> [Listed entries]:

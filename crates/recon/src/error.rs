use std::fmt;

#[derive(Debug)]
pub enum ReconError {
    /// TOML parse / deserialization error in a mapping file.
    MappingParse(String),
    /// IO error (file read, etc.).
    Io(String),
}

impl fmt::Display for ReconError {
    fn fmt(&self, f: &mut fmt::Formatter<'_>) -> fmt::Result {
        match self {
            Self::MappingParse(msg) => write!(f, "mapping parse error: {msg}"),
            Self::Io(msg) => write!(f, "IO error: {msg}"),
        }
    }
}

impl std::error::Error for ReconError {}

> [Work to complete]: Copy out all the entries exactly once more.

> [Exercise output]:
filename crates/recon/src/error.rs
use std::fmt;

#[derive(Debug)]
pub enum ReconError {
    /// TOML parse / deserialization error in a mapping file.
    MappingParse(String),
    /// IO error (file read, etc.).
    Io(String),
}

impl fmt::Display for ReconError {
    fn fmt(&self, f: &mut fmt::Formatter<'_>) -> fmt::Result {
        match self {
            Self::MappingParse(msg) => write!(f, "mapping parse error: {msg}"),
            Self::Io(msg) => write!(f, "IO error: {msg}"),
        }
    }
}

impl std::error::Error for ReconError {}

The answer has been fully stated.